GAO praised the administration for creating the President’s Council on Year 2000
Conversion and appointing a 2000 chief. But if the council is to be effective, the report
said, it must use its influence to make sure agencies prevent disruptions to critical
services.


“The executive branch could improve oversight of federal agencies’ year 2000
efforts by requiring business and contingency plans for all mission-critical systems and
instructing all key agencies to report regularly on the status of their year 2000
efforts,” the report said.


But John Koskinen, chief of the council, said it is too early to demand that agencies
further prioritize their efforts to fix mission-critical systems.


In its report, Year 2000 Computing Crisis: Potential for Widespread Disruption Calls
for Strong Leadership and Partnerships, GAO recommended that the year 2000 council and the
Office of Management and Budget establish governmentwide priorities and ensure that
agencies set priorities for mission-critical business processes and systems.


“Agencies have taken longer to complete the awareness and assessment phases than
is recommended. This leaves less time for the critical renovation, validation and
implementation phases,” the report said. “Consequently, priority-setting is
absolutely essential.”


OMB and Koskinen’s council must identify systems that, if not corrected, would
threaten health, safety, national security and the economy, GAO said.
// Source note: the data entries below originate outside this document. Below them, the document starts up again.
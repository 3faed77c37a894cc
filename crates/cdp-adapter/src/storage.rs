//! Saved login state in the Playwright `storageState` JSON shape.

use std::path::Path;

use serde::{Deserialize, Serialize};
use serde_json::{json, Map, Value};
use tracing::warn;

use crate::error::{AdapterError, AdapterErrorKind};

#[derive(Clone, Debug, Default, PartialEq, Serialize, Deserialize)]
pub struct StorageState {
    #[serde(default)]
    pub cookies: Vec<StorageCookie>,
    /// Per-origin localStorage; kept for round-tripping, not applied.
    #[serde(default, skip_serializing_if = "Vec::is_empty")]
    pub origins: Vec<Value>,
}

#[derive(Clone, Debug, PartialEq, Serialize, Deserialize)]
#[serde(rename_all = "camelCase")]
pub struct StorageCookie {
    pub name: String,
    pub value: String,
    #[serde(default)]
    pub domain: Option<String>,
    #[serde(default)]
    pub path: Option<String>,
    #[serde(default)]
    pub url: Option<String>,
    /// Unix seconds; `-1` marks a session cookie.
    #[serde(default)]
    pub expires: Option<f64>,
    #[serde(default)]
    pub http_only: bool,
    #[serde(default)]
    pub secure: bool,
    #[serde(default)]
    pub same_site: Option<String>,
}

impl StorageState {
    pub async fn load(path: &Path) -> Result<Self, AdapterError> {
        let raw = tokio::fs::read_to_string(path).await.map_err(|err| {
            AdapterError::new(AdapterErrorKind::Internal)
                .with_hint(format!("cannot read storage state {}: {err}", path.display()))
        })?;
        serde_json::from_str(&raw).map_err(|err| {
            AdapterError::new(AdapterErrorKind::Internal)
                .with_hint(format!("invalid storage state {}: {err}", path.display()))
        })
    }

    /// `Network.setCookies` parameters. Cookies with neither a domain nor a
    /// url cannot be scoped and are skipped.
    pub fn cookie_params(&self) -> Vec<Value> {
        self.cookies
            .iter()
            .filter_map(|cookie| {
                let param = cookie.to_cdp();
                if param.is_none() {
                    warn!(name = %cookie.name, "storage cookie has no domain or url, skipped");
                }
                param
            })
            .collect()
    }
}

impl StorageCookie {
    fn to_cdp(&self) -> Option<Value> {
        let mut param = Map::new();
        param.insert("name".into(), json!(self.name));
        param.insert("value".into(), json!(self.value));

        match (&self.domain, &self.url) {
            (Some(domain), _) => {
                param.insert("domain".into(), json!(domain));
                param.insert("path".into(), json!(self.path.as_deref().unwrap_or("/")));
            }
            (None, Some(url)) => {
                param.insert("url".into(), json!(url));
                if let Some(path) = &self.path {
                    param.insert("path".into(), json!(path));
                }
            }
            (None, None) => return None,
        }

        if let Some(expires) = self.expires.filter(|e| *e > 0.0) {
            param.insert("expires".into(), json!(expires));
        }
        param.insert("httpOnly".into(), json!(self.http_only));
        param.insert("secure".into(), json!(self.secure));
        if let Some(same_site) = self
            .same_site
            .as_deref()
            .filter(|s| matches!(*s, "Strict" | "Lax" | "None"))
        {
            param.insert("sameSite".into(), json!(same_site));
        }
        Some(Value::Object(param))
    }
}
//! Active-page stack.
//!
//! The bottom entry is the page the run started on and is never removed.
//! Steps act on the top entry.

use scenario_core_types::PageId;

#[derive(Debug, Clone, PartialEq, Eq)]
pub struct PageStack {
    pages: Vec<PageId>,
}

impl PageStack {
    pub fn new(main: PageId) -> Self {
        Self { pages: vec![main] }
    }

    pub fn main(&self) -> &PageId {
        &self.pages[0]
    }

    pub fn active(&self) -> &PageId {
        // never empty: pop keeps the bottom entry
        &self.pages[self.pages.len() - 1]
    }

    pub fn depth(&self) -> usize {
        self.pages.len()
    }

    pub fn pages(&self) -> &[PageId] {
        &self.pages
    }

    pub fn push(&mut self, page: PageId) {
        self.pages.push(page);
    }

    /// Removes and returns the top page, unless it is the only one.
    pub fn pop(&mut self) -> Option<PageId> {
        if self.pages.len() > 1 {
            self.pages.pop()
        } else {
            None
        }
    }

    /// Drops every page above the main one and returns them, top first.
    pub fn switch_main(&mut self) -> Vec<PageId> {
        let mut dropped: Vec<PageId> = self.pages.drain(1..).collect();
        dropped.reverse();
        dropped
    }
}

#[cfg(test)]
mod tests {
    use super::*;

    fn page(id: &str) -> PageId {
        PageId(id.to_string())
    }

    #[test]
    fn pop_keeps_the_main_page() {
        let mut stack = PageStack::new(page("main"));
        assert_eq!(stack.pop(), None);
        stack.push(page("popup"));
        assert_eq!(stack.active(), &page("popup"));
        assert_eq!(stack.pop(), Some(page("popup")));
        assert_eq!(stack.active(), &page("main"));
    }

    #[test]
    fn switch_main_unwinds_any_depth() {
        let mut stack = PageStack::new(page("main"));
        stack.push(page("a"));
        stack.push(page("b"));
        assert_eq!(stack.switch_main(), vec![page("b"), page("a")]);
        assert_eq!(stack.depth(), 1);
        assert_eq!(stack.active(), stack.main());
    }
}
OMB has instructed agencies to have systems ready by next March [GCN, Feb. 23, Page 1], but it made no distinction
between types of systems.


“The [deadline] change could have the unintended consequence of diverting agency
attention from the most critical systems,” the report said.


Agencies need to reassess priorities now, GAO said, while there is still time to work
on systems that are essential. Agencies may find too late that high-priority systems
cannot be corrected in time, the report said.


Koskinen said there will come a time when agencies and the administration will need to
further prioritize date code projects. But he said now is not that time. “At this
time, I think the council should encourage agencies to concentrate their efforts on all of
their mission-critical systems,” he said.


GAO also recommended that OMB and the year 2000 council require agencies to seek
independent reviews of their progress.


GAO noted that OMB’s assessments are predominantly based on agency reports.
Without independent reviews, the report said, the government has no assurance that OMB is
receiving accurate information.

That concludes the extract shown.